One of the things to keep in mind with Java is that the best performance advice for one version may not apply to the next. The JVM has an optimiser which works by detecting intent in byte-code; it does a better job when the programmer is skilled enough to make that intent clear. There have been times when the optimiser has done a bad job, either through bugs or feature gaps, and compensatory idioms emerge. The value of these idioms degrades over time as the optimiser improves; a stroke of ingenuity in one version can become ritualistic nonsense in the next. It’s important not to be that guy who fears adding strings together because it was costly a decade ago, but does it always get better, even with low hanging fruit?

I reproduced the results of an extremely astute optimisation presented in 2015 by Daniel Lemire. I was hoping to see that an improved optimiser in Java 9, having observed several cases of automatic vectorisation, would render this optimisation null.

Hash Codes for Arrays

I encourage you to read the original blog post because it is informative, but for the sake of coherence I will summarise the key point here. Arrays.hashCode implements the following hash code:

    public static int hashCode(int[] a) {
        if (a == null)
            return 0;

        int result = 1;
        for (int element : a)
            result = 31 * result + element;

        return result;
    }

This results in a good hash code, but a scalar internal representation of this code has a problem: a data dependency on the multiplication, which is slower than moving data into registers. A significant and reproducible speed up can be observed when unrolling the loop, which allows prefetching 128 bits of the array into registers before doing the slower multiplications:

    public static int hashCode(int[] a) {
        if (a == null)
            return 0;

        int result = 1;
        int i = 0;
        for (; i + 3 < a.length; i += 4) {
            result = 31 * 31 * 31 * 31 * result
                   + 31 * 31 * 31 * a[i]
                   + 31 * 31 * a[i + 1]
                   + 31 * a[i + 2]
                   + a[i + 3];
        }
        for (; i < a.length; i++) {
            result = 31 * result + a[i];
        }
        return result;
    }

The improvement in performance from this simple change can be confirmed with Java 8 by running a simple benchmark.

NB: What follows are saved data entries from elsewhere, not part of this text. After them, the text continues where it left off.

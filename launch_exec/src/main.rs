//! # Launch Rig Executable
//!
//! Drives the launch and catch rig:
//! - Ramp axis, set to the angle the operator enters before each run
//! - Gate door axis, opened then closed to release the car
//! - Catcher axis (optional), sent to the predicted landing point
//!
//! Usage: `launch_exec [PARAM_FILE]`, where `PARAM_FILE` is relative to the `params` directory and
//! defaults to `launch_exec.toml`.
//!
//! The executable runs until Ctrl-C or the end of operator input, then disables every amplifier
//! before exiting.

// ------------------------------------------------------------------------------------------------
// IMPORTS
// ------------------------------------------------------------------------------------------------

// External
use std::env;
use std::sync::{Arc, atomic::{AtomicBool, Ordering}};
use std::thread;
use std::time::{Duration, Instant};
use log::{debug, error, info, warn};
use color_eyre::{Result, eyre::{WrapErr, eyre}};
use rustyline::DefaultEditor;

// Internal
use launch_lib::{
    cycle::{self, RunSummary},
    params::LaunchExecParams,
    prompt::{self, PromptOutcome},
    rig::LaunchRig,
};
use motion_if::{Controller, sim::{SimController, SimWorld}};
use util::{
    archive::Archiver,
    host,
    logger::{logger_init, LevelFilter},
    session::Session,
    time::seconds_to_std,
};

// ------------------------------------------------------------------------------------------------
// CONSTANTS
// ------------------------------------------------------------------------------------------------

/// Parameter file used when none is given on the command line.
const DEFAULT_PARAMS_FILE: &str = "launch_exec.toml";

/// Granularity of waits which must respond to a stop request.
const STOP_CHECK_PERIOD: Duration = Duration::from_millis(50);

// ------------------------------------------------------------------------------------------------
// MAIN
// ------------------------------------------------------------------------------------------------

fn main() -> Result<()> {

    // ---- EARLY INITIALISATION ----

    color_eyre::install()?;

    // Initialise session
    let session = Session::new(
        "launch_exec",
        "sessions"
    ).wrap_err("Failed to create the session")?;

    // Initialise logger
    logger_init(LevelFilter::Trace, LevelFilter::Info, &session)
        .wrap_err("Failed to initialise logging")?;

    // Log information on this execution.
    info!("Launch Rig Executable\n");
    match host::get_uname() {
        Ok(u) => info!("Running on: {} {} ({})", u.sysname, u.release, u.machine),
        Err(e) => warn!("Could not get host information: {}", e)
    }
    info!("Session directory: {:?}\n", session.session_root);

    // ---- LOAD PARAMETERS ----

    let args: Vec<String> = env::args().collect();
    debug!("CLI arguments: {:?}", args);

    let params_file = match args.len() {
        1 => DEFAULT_PARAMS_FILE,
        2 => args[1].as_str(),
        n => return Err(eyre!("Expected zero or one argument, found {}", n - 1))
    };

    let params: LaunchExecParams = util::params::load(params_file)
        .wrap_err_with(|| format!("Could not load parameters from {}", params_file))?;

    info!("Parameters loaded from {}", params_file);

    // ---- SHUTDOWN HANDLING ----

    // The handler only raises the flag, the main loop does the actual shutdown
    let stop = Arc::new(AtomicBool::new(false));
    {
        let stop = stop.clone();
        ctrlc::set_handler(move || stop.store(true, Ordering::Relaxed))
            .wrap_err("Failed to install the Ctrl-C handler")?;
    }

    // ---- CONTROLLER INITIALISATION ----

    info!("Starting motion network on {}", params.nic_primary);

    let ctrl = SimController::create_and_connect(&params.creation_params())
        .wrap_err("Failed to create the motion controller")?
        .with_world(sim_world(&params));

    let mut rig = LaunchRig::new(ctrl, params)
        .wrap_err("Failed to initialise the rig")?;

    info!(
        "Rig initialised ({} axes, catcher {})",
        rig.roles().len(),
        if rig.has_catcher() { "fitted" } else { "not fitted" }
    );

    let mut arch_runs = Archiver::from_path(&session, "runs.csv")
        .wrap_err("Failed to create the runs archive")?;

    let mut editor = DefaultEditor::new()
        .wrap_err("Failed to initialise the operator prompt")?;

    // ---- MAIN LOOP ----

    info!("Initialisation complete, entering main loop");

    let mut summary = RunSummary::default();
    let mut run: u32 = 0;

    loop {
        if stop.load(Ordering::Relaxed) {
            info!("Stop requested");
            break
        }

        let (min, max) = (rig.params().min_ramp_angle_deg, rig.params().max_ramp_angle_deg);
        let ramp_angle_deg = match prompt::prompt_ramp_angle(&mut editor, min, max) {
            PromptOutcome::Angle(a) => a,
            PromptOutcome::Shutdown => {
                stop.store(true, Ordering::Relaxed);
                break
            }
        };

        // A Ctrl-C while typing is delivered as a signal once the prompt returns
        if stop.load(Ordering::Relaxed) {
            info!("Stop requested");
            break
        }

        run += 1;
        let report = cycle::run_cycle(&mut rig, run, ramp_angle_deg, &stop);

        summary.record(&report);
        if let Err(e) = arch_runs.serialise(&report) {
            warn!("Could not archive run {}: {}", run, e);
        }

        if report.aborted {
            break
        }

        let rest = seconds_to_std(rig.params().cycle_rest_s);
        if !sleep_unless_stopped(rest, &stop) {
            info!("Stop requested");
            break
        }
    }

    // ---- SHUTDOWN ----

    info!("Shutting down after {} runs", summary.num_runs);

    rig.disable_all();
    let ctrl = rig.into_controller();
    info!(
        "Releasing controller on {} ({} axes)",
        ctrl.creation_params().nic_primary,
        ctrl.axis_count()
    );
    drop(ctrl);

    if let Err(e) = session.save_json("summary.json", &summary) {
        error!("Could not save the run summary: {}", e);
    }

    info!("{} runs archived to {:?}", arch_runs.num_records(), arch_runs.path());
    session.exit();

    Ok(())
}

// ------------------------------------------------------------------------------------------------
// FUNCTIONS
// ------------------------------------------------------------------------------------------------

/// Build the simulated rig to match the parameters.
fn sim_world(params: &LaunchExecParams) -> SimWorld {
    let mut axes = vec![params.ramp_axis.index, params.door_axis.index];
    if let Some(ref c) = params.catcher_axis {
        axes.push(c.index);
    }

    SimWorld {
        num_axes: axes.iter().max().map_or(0, |m| m + 1),
        num_inputs: params.sensor_inputs.iter().max().map_or(0, |m| m + 1),
        ramp_axis: params.ramp_axis.index,
        gate_axis: params.door_axis.index,
        sensor_inputs: params.sensor_inputs,
        ramp_length_m: params.sim.ramp_length_m,
        sensor_spacing_m: params.sensor_spacing_m,
        gravity_mss: params.gravity_mss,
        hw_limits: params.sim.hw_limits.clone()
    }
}

/// Sleep for `duration` in short steps. Returns `false` if a stop was requested during the sleep.
fn sleep_unless_stopped(duration: Duration, stop: &AtomicBool) -> bool {
    let end = Instant::now() + duration;

    loop {
        if stop.load(Ordering::Relaxed) {
            return false
        }

        let now = Instant::now();
        if now >= end {
            return true
        }

        thread::sleep(STOP_CHECK_PERIOD.min(end - now));
    }
}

Benchmark Mode Threads Samples Score Score Error (99.9%) Unit Param: size
BuiltIn thrpt 1 10 9.537736 0.382617 ops/us 100
BuiltIn thrpt 1 10 0.804620 0.103037 ops/us 1000
BuiltIn thrpt 1 10 0.092297 0.003947 ops/us 10000
Unrolled thrpt 1 10 14.974398 0.628522 ops/us 100
Unrolled thrpt 1 10 1.514986 0.035759 ops/us 1000
Unrolled thrpt 1 10 0.137408 0.010200 ops/us 10000

The performance improvement is so obvious, and the change so easy to make, that one wonders why JVM vendors didn’t make the change themselves.

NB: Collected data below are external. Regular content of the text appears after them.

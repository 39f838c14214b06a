//! # Motion control interface crate.
//!
//! Defines the interface the launch rig uses to talk to a motion controller: the controller
//! itself, its axes and its digital inputs. Hardware backends implement the traits in this crate,
//! and the `sim` backend provides a simulated controller for bench work and testing.

// ------------------------------------------------------------------------------------------------
// MODULES
// ------------------------------------------------------------------------------------------------

/// Axis configuration, motion profiles and the [`Axis`] trait
pub mod axis;

/// The [`Controller`] trait and network creation parameters
pub mod controller;

/// The [`DigitalInput`] trait
pub mod io;

/// Simulated motion controller
#[cfg(feature = "sim")]
pub mod sim;

// ------------------------------------------------------------------------------------------------
// EXPORTS
// ------------------------------------------------------------------------------------------------

pub use axis::{Axis, AxisConfig, LimitAction, MotionProfile};
pub use controller::{Controller, CreationParams};
pub use io::DigitalInput;

// ------------------------------------------------------------------------------------------------
// ENUMS
// ------------------------------------------------------------------------------------------------

/// Errors reported by a motion controller.
#[derive(thiserror::Error, Debug, Clone, PartialEq)]
pub enum MotionError {
    #[error("Could not start the motion network on {nic:?}: {reason}")]
    NetworkStart {
        nic: String,
        reason: String
    },

    #[error("Axis {0} does not exist on this controller")]
    NoSuchAxis(usize),

    #[error("Digital input {0} does not exist on this controller")]
    NoSuchInput(usize),

    #[error("The amplifier on axis {0} is disabled")]
    AmpDisabled(usize),

    #[error("Drive fault on axis {axis}: {reason}")]
    DriveFault {
        axis: usize,
        reason: String
    },

    #[error("Hardware limit tripped on axis {axis}: target {target} is outside [{min}, {max}]")]
    LimitTripped {
        axis: usize,
        target: f64,
        min: f64,
        max: f64
    },

    #[error("Invalid motion profile: {0}")]
    InvalidProfile(String),

    #[error("Invalid axis configuration: {0}")]
    InvalidConfig(String),

    #[error("Could not read digital input {input}: {reason}")]
    InputRead {
        input: usize,
        reason: String
    },
}
//! # Simulated Motion Controller
//!
//! Provides a [`Controller`] implementation which needs no motion network hardware. Axes follow
//! their commanded S-curve moves in real time, and the two launch sensors are driven by a simple
//! model of the rig: closing the gate releases a car which slides down the ramp and passes the
//! sensors at the times a frictionless slope would give.

// ------------------------------------------------------------------------------------------------
// MODULES
// ------------------------------------------------------------------------------------------------

mod axis;
mod input;

// ------------------------------------------------------------------------------------------------
// IMPORTS
// ------------------------------------------------------------------------------------------------

use std::time::{Duration, Instant};
use log::{debug, info, warn};
use serde::{Serialize, Deserialize};

use crate::{Axis, Controller, CreationParams, MotionError};

pub use axis::{SimAxis, SimMove};
pub use input::SimInput;

// ------------------------------------------------------------------------------------------------
// STRUCTS
// ------------------------------------------------------------------------------------------------

/// A simulated motion controller.
#[derive(Debug)]
pub struct SimController {
    params: CreationParams,

    world: SimWorld,

    axes: Vec<SimAxis>,

    inputs: Vec<SimInput>,

    /// Gate move count already turned into a car run.
    last_gate_move: u64,
}

/// Physical layout of the simulated rig.
#[derive(Serialize, Deserialize, Debug, Clone, PartialEq)]
#[serde(default)]
pub struct SimWorld {
    pub num_axes: usize,

    pub num_inputs: usize,

    /// Axis carrying the ramp, with positions in degrees
    pub ramp_axis: usize,

    /// Axis carrying the gate door
    pub gate_axis: usize,

    /// First and second sensor along the car's path
    pub sensor_inputs: [usize; 2],

    /// Distance the car slides from the gate to the first sensor.
    ///
    /// Units: meters
    pub ramp_length_m: f64,

    /// Units: meters
    pub sensor_spacing_m: f64,

    /// Units: meters/second^2
    pub gravity_mss: f64,

    /// Hardware limit switches fitted to the axes
    pub hw_limits: Vec<SimHwLimits>,
}

/// Positions of the limit switches on one simulated axis.
#[derive(Serialize, Deserialize, Debug, Clone, Copy, PartialEq)]
pub struct SimHwLimits {
    pub axis: usize,

    /// Units: user units
    pub min: f64,

    /// Units: user units
    pub max: f64,
}

/// Timing of one simulated car run, relative to its release.
#[derive(Debug, Clone, Copy, PartialEq)]
pub struct CarRun {
    pub sensor_1: Duration,
    pub sensor_2: Duration,
    pub exit_speed_ms: f64,
}

// ------------------------------------------------------------------------------------------------
// IMPLS
// ------------------------------------------------------------------------------------------------

impl Default for SimWorld {
    fn default() -> Self {
        Self {
            num_axes: 3,
            num_inputs: 2,
            ramp_axis: 0,
            gate_axis: 1,
            sensor_inputs: [0, 1],
            ramp_length_m: 0.5,
            sensor_spacing_m: 0.1,
            gravity_mss: 9.81,
            hw_limits: Vec::new()
        }
    }
}

impl SimWorld {
    /// Compute the run of a car released from rest on a ramp at `ramp_angle_deg`.
    ///
    /// Returns `None` if the ramp is not inclined, in which case the car never moves.
    pub fn car_run(&self, ramp_angle_deg: f64) -> Option<CarRun> {
        let slope_acc = self.gravity_mss * ramp_angle_deg.to_radians().sin();

        if !(slope_acc > 0.0) || !(self.ramp_length_m > 0.0) {
            return None
        }

        let t_ramp = (2.0 * self.ramp_length_m / slope_acc).sqrt();
        let exit_speed_ms = (2.0 * slope_acc * self.ramp_length_m).sqrt();
        let t_gap = self.sensor_spacing_m.max(0.0) / exit_speed_ms;

        Some(CarRun {
            sensor_1: Duration::from_secs_f64(t_ramp),
            sensor_2: Duration::from_secs_f64(t_ramp + t_gap),
            exit_speed_ms
        })
    }
}

impl SimController {
    /// Replace the simulated world, rebuilding the axes and inputs.
    ///
    /// Limit switches on axes the world doesn't have are ignored with a warning.
    pub fn with_world(mut self, world: SimWorld) -> Self {
        self.axes = (0..world.num_axes).map(SimAxis::new).collect();
        self.inputs = (0..world.num_inputs).map(SimInput::new).collect();

        for l in world.hw_limits.iter() {
            match self.axes.get_mut(l.axis) {
                Some(a) => a.set_hw_limits(l.min, l.max),
                None => warn!("Sim: limit switches given for missing axis {}", l.axis)
            }
        }

        self.world = world;
        self.last_gate_move = 0;
        self
    }

    pub fn creation_params(&self) -> &CreationParams {
        &self.params
    }

    /// Turn any new gate close into a scheduled car run.
    ///
    /// A gate opening resets both sensors, a gate closing releases the car at the start of the
    /// closing move.
    fn sync_world(&mut self) {
        let gate = match self.axes.get(self.world.gate_axis) {
            Some(g) => g,
            None => return
        };

        if gate.move_count() == self.last_gate_move {
            return
        }

        let gate_move = match gate.last_move() {
            Some(m) => *m,
            None => return
        };
        self.last_gate_move = gate.move_count();

        let run = if gate_move.is_negative() {
            let ramp_angle_deg = self.axes
                .get(self.world.ramp_axis)
                .map(|a| a.command_position())
                .unwrap_or(0.0);
            let run = self.world.car_run(ramp_angle_deg);
            info!(
                "Sim: car released with ramp at {:.2} deg, expected run {:?}",
                ramp_angle_deg, run
            );
            run
        }
        else {
            debug!("Sim: gate opening, sensors reset");
            None
        };

        let [s1, s2] = self.world.sensor_inputs;
        let release = gate_move.start;
        if let Some(input) = self.inputs.get_mut(s1) {
            input.schedule(run.map(|r| release + r.sensor_1));
        }
        if let Some(input) = self.inputs.get_mut(s2) {
            input.schedule(run.map(|r| release + r.sensor_2));
        }
    }
}

impl Controller for SimController {
    type Axis = SimAxis;
    type Input = SimInput;

    fn create_and_connect(params: &CreationParams) -> Result<Self, MotionError> {
        if params.nic_primary.trim().is_empty() {
            return Err(MotionError::NetworkStart {
                nic: params.nic_primary.clone(),
                reason: String::from("no network interface given")
            })
        }
        if params.rmp_path.trim().is_empty() {
            return Err(MotionError::NetworkStart {
                nic: params.nic_primary.clone(),
                reason: String::from("no RMP path given")
            })
        }

        info!(
            "Sim: motion network started on {} (RMP path {:?})",
            params.nic_primary, params.rmp_path
        );

        let ctrl = Self {
            params: params.clone(),
            world: SimWorld::default(),
            axes: Vec::new(),
            inputs: Vec::new(),
            last_gate_move: 0
        };

        Ok(ctrl.with_world(SimWorld::default()))
    }

    fn axis_count(&self) -> usize {
        self.axes.len()
    }

    fn input_count(&self) -> usize {
        self.inputs.len()
    }

    fn axis(&mut self, index: usize) -> Result<&mut SimAxis, MotionError> {
        self.axes.get_mut(index).ok_or(MotionError::NoSuchAxis(index))
    }

    fn input(&mut self, index: usize) -> Result<&mut SimInput, MotionError> {
        self.sync_world();
        self.inputs.get_mut(index).ok_or(MotionError::NoSuchInput(index))
    }
}

#[cfg(test)]
mod test {
    use super::*;
    use crate::{AxisConfig, DigitalInput, LimitAction, MotionProfile};

    fn creation_params() -> CreationParams {
        CreationParams {
            rmp_path: String::from("/rsi/"),
            nic_primary: String::from("enp1s0")
        }
    }

    fn fast() -> MotionProfile {
        MotionProfile {
            velocity: 1e4,
            acceleration: 1e7,
            deceleration: 1e7,
            jerk_pct: 0.0
        }
    }

    fn ready_controller() -> SimController {
        let mut ctrl = SimController::create_and_connect(&creation_params()).unwrap();
        for i in 0..ctrl.axis_count() {
            ctrl.axis(i).unwrap().amp_enable_set(true).unwrap();
        }
        ctrl
    }

    #[test]
    fn test_network_start() {
        let ctrl = SimController::create_and_connect(&creation_params()).unwrap();
        assert_eq!(ctrl.axis_count(), 3);
        assert_eq!(ctrl.input_count(), 2);

        let no_nic = CreationParams { nic_primary: String::new(), ..creation_params() };
        assert!(matches!(
            SimController::create_and_connect(&no_nic),
            Err(MotionError::NetworkStart { .. })
        ));
    }

    #[test]
    fn test_indices_checked() {
        let mut ctrl = ready_controller();
        assert!(matches!(ctrl.axis(3), Err(MotionError::NoSuchAxis(3))));
        assert!(matches!(ctrl.input(7), Err(MotionError::NoSuchInput(7))));
    }

    #[test]
    fn test_car_run_physics() {
        let world = SimWorld::default();

        // sin(30 deg) = 0.5, so the slope acceleration is g/2
        let run = world.car_run(30.0).unwrap();
        let expected_exit = (9.81f64 * 0.5).sqrt();
        assert!((run.exit_speed_ms - expected_exit).abs() < 1e-9);

        let gap = (run.sensor_2 - run.sensor_1).as_secs_f64();
        assert!((gap - 0.1 / expected_exit).abs() < 1e-6);

        assert!(world.car_run(0.0).is_none());
        assert!(world.car_run(-10.0).is_none());
    }

    #[test]
    fn test_gate_close_schedules_sensors() {
        let mut ctrl = ready_controller();

        ctrl.axis(0).unwrap().move_s_curve(30.0, Some(&fast())).unwrap();
        std::thread::sleep(Duration::from_millis(20));

        ctrl.axis(1).unwrap().move_s_curve(1.0, Some(&fast())).unwrap();
        assert!(ctrl.input(0).unwrap().trigger_at().is_none());

        ctrl.axis(1).unwrap().move_s_curve(0.0, Some(&fast())).unwrap();
        let t1 = ctrl.input(0).unwrap().trigger_at().unwrap();
        let t2 = ctrl.input(1).unwrap().trigger_at().unwrap();
        assert!(t2 > t1);
        assert_eq!(ctrl.input(0).unwrap().read(), Ok(false));

        // Reopening the gate resets the sensors
        ctrl.axis(1).unwrap().move_s_curve(1.0, Some(&fast())).unwrap();
        assert!(ctrl.input(0).unwrap().trigger_at().is_none());
        assert!(ctrl.input(1).unwrap().trigger_at().is_none());
    }

    #[test]
    fn test_world_limit_switches() {
        let world = SimWorld {
            hw_limits: vec![SimHwLimits { axis: 2, min: 0.0, max: 1.0 }],
            ..Default::default()
        };
        let mut ctrl = SimController::create_and_connect(&creation_params())
            .unwrap()
            .with_world(world);

        let catcher = ctrl.axis(2).unwrap();
        catcher.configure(&AxisConfig {
            hw_pos_limit_action: LimitAction::EStop,
            ..Default::default()
        }).unwrap();
        catcher.amp_enable_set(true).unwrap();

        assert!(catcher.move_s_curve(0.5, Some(&fast())).is_ok());
        assert!(matches!(
            catcher.move_s_curve(1.5, Some(&fast())),
            Err(MotionError::LimitTripped { axis: 2, .. })
        ));

        // Axes without switches move anywhere
        let ramp = ctrl.axis(0).unwrap();
        ramp.configure(&AxisConfig {
            hw_pos_limit_action: LimitAction::EStop,
            ..Default::default()
        }).unwrap();
        ramp.amp_enable_set(true).unwrap();
        assert!(ramp.move_s_curve(100.0, Some(&fast())).is_ok());
    }

    #[test]
    fn test_flat_ramp_never_triggers() {
        let mut ctrl = ready_controller();

        ctrl.axis(1).unwrap().move_s_curve(1.0, Some(&fast())).unwrap();
        ctrl.axis(1).unwrap().move_s_curve(0.0, Some(&fast())).unwrap();

        assert!(ctrl.input(0).unwrap().trigger_at().is_none());
        assert!(ctrl.input(1).unwrap().trigger_at().is_none());
    }
}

Java 9: Universally Better Automatic Optimisations?

As the comments on the blog post suggest, this is a prime candidate for vectorisation. Auto-vectorisation is a thing in Java 9. Using intrinsics or code clean enough to express intent clearly, you can really expect to see good usage of SIMD in Java 9. I was really expecting the situation to reverse in Java 9; but it doesn’t.

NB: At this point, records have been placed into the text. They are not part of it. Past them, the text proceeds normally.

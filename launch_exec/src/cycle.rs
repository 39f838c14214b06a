//! # Launch cycle
//!
//! One run of the rig: set the ramp, release the car, time it through the sensors, work out
//! where it lands and send the catcher there.

// ------------------------------------------------------------------------------------------------
// IMPORTS
// ------------------------------------------------------------------------------------------------

use std::sync::atomic::{AtomicBool, Ordering};
use std::time::Instant;
use log::{info, warn};
use serde::Serialize;

use motion_if::Controller;

use crate::{
    physics,
    rig::{AxisRole, LaunchRig},
    sensors::{self, SensorTiming}
};

// ------------------------------------------------------------------------------------------------
// STRUCTS
// ------------------------------------------------------------------------------------------------

/// Record of a single run, archived as one CSV row.
#[derive(Debug, Clone, Default, PartialEq, Serialize)]
pub struct RunReport {
    pub run: u32,

    /// Units: degrees
    pub ramp_angle_deg: f64,

    /// Units: seconds since the start of the cycle
    pub t1_s: Option<f64>,

    /// Units: seconds since the start of the cycle
    pub t2_s: Option<f64>,

    /// Units: meters/second
    pub speed_ms: f64,

    /// Landing distance before clamping to the rail.
    ///
    /// Units: meters
    pub landing_raw_m: f64,

    /// Units: meters
    pub landing_m: f64,

    pub catcher_moved: bool,

    /// Number of motion commands which failed during this run
    pub move_failures: u32,

    /// Whether shutdown was requested part way through the run
    pub aborted: bool,
}

/// Statistics over all runs of a session, saved when the session ends.
#[derive(Debug, Clone, Default, PartialEq, Serialize)]
pub struct RunSummary {
    pub num_runs: u32,

    /// Runs in which both sensors saw the car
    pub num_detected: u32,

    pub num_aborted: u32,

    pub total_move_failures: u32,

    /// Mean speed over detected runs.
    ///
    /// Units: meters/second
    pub mean_speed_ms: Option<f64>,

    /// Units: meters/second
    pub max_speed_ms: Option<f64>,

    /// Units: meters
    pub max_landing_m: Option<f64>,

    #[serde(skip)]
    speed_sum_ms: f64,
}

// ------------------------------------------------------------------------------------------------
// IMPLS
// ------------------------------------------------------------------------------------------------

impl RunReport {
    /// Whether both sensors saw the car.
    pub fn detected(&self) -> bool {
        self.t1_s.is_some() && self.t2_s.is_some()
    }
}

impl RunSummary {
    /// Add a run to the summary.
    pub fn record(&mut self, report: &RunReport) {
        self.num_runs += 1;
        self.total_move_failures += report.move_failures;

        if report.aborted {
            self.num_aborted += 1;
        }

        if !report.detected() {
            return
        }

        self.num_detected += 1;
        self.speed_sum_ms += report.speed_ms;
        self.mean_speed_ms = Some(self.speed_sum_ms / self.num_detected as f64);
        self.max_speed_ms = Some(
            self.max_speed_ms.map_or(report.speed_ms, |m| m.max(report.speed_ms))
        );
        self.max_landing_m = Some(
            self.max_landing_m.map_or(report.landing_m, |m| m.max(report.landing_m))
        );
    }
}

// ------------------------------------------------------------------------------------------------
// FUNCTIONS
// ------------------------------------------------------------------------------------------------

/// Run one launch cycle with the ramp at `ramp_angle_deg`.
///
/// Motion and sensor failures are logged and reflected in the report, they never end the cycle
/// early. If `stop` is raised while waiting on the sensors the catcher is not moved.
pub fn run_cycle<C: Controller>(
    rig: &mut LaunchRig<C>,
    run: u32,
    ramp_angle_deg: f64,
    stop: &AtomicBool
) -> RunReport {
    info!("--- Run {} ---", run);

    let failures_at_start = rig.move_failures();
    let epoch = Instant::now();

    let params = rig.params().clone();
    let timing = SensorTiming::from_params(&params);

    // ---- RAMP ----

    rig.move_to(AxisRole::Ramp, ramp_angle_deg);

    // ---- RELEASE ----

    if !rig.release_car() {
        warn!("Door did not close, the car may not have been released");
    }

    // ---- TIMING ----

    let times = sensors::time_sensors(
        rig.controller_mut(),
        params.sensor_inputs,
        epoch,
        &timing,
        stop
    );
    let aborted = stop.load(Ordering::Relaxed);

    // ---- PHYSICS ----

    let (t1, t2) = times.as_secs();
    let speed_ms = physics::calc_speed(params.sensor_spacing_m, t1, t2);
    let landing = physics::calc_landing(speed_ms, ramp_angle_deg, params.gravity_mss);
    let landing_m = physics::clamp_to_rail(landing.distance_m, params.rail_length_m);

    info!("Speed: {:.4} m/s | Landing: {:.4} m", speed_ms, landing_m);

    // ---- CATCH ----

    let catcher_moved = if aborted {
        warn!("Stop requested, catcher not moved");
        false
    }
    else if rig.has_catcher() {
        rig.move_to(AxisRole::Catcher, landing_m)
    }
    else {
        false
    };

    RunReport {
        run,
        ramp_angle_deg,
        t1_s: times.t1,
        t2_s: times.t2,
        speed_ms,
        landing_raw_m: landing.distance_m,
        landing_m,
        catcher_moved,
        move_failures: rig.move_failures() - failures_at_start,
        aborted
    }
}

Benchmark Mode Threads Samples Score Score Error (99.9%) Unit Param: size
BuiltIn thrpt 1 10 9.822568 0.381087 ops/us 100
BuiltIn thrpt 1 10 0.949273 0.024021 ops/us 1000
BuiltIn thrpt 1 10 0.093171 0.004502 ops/us 10000
Unrolled thrpt 1 10 13.762617 0.440135 ops/us 100
Unrolled thrpt 1 10 1.501106 0.094897 ops/us 1000
Unrolled thrpt 1 10 0.139963 0.011487 ops/us 10000

This is a still a smart optimisation two years later, but it offends my sensibilities in the same way hints do in SQL - a layer of abstraction has been punctured. I will have to try again in Java 10.

Better gains are available when precomputing the coefficients is possible.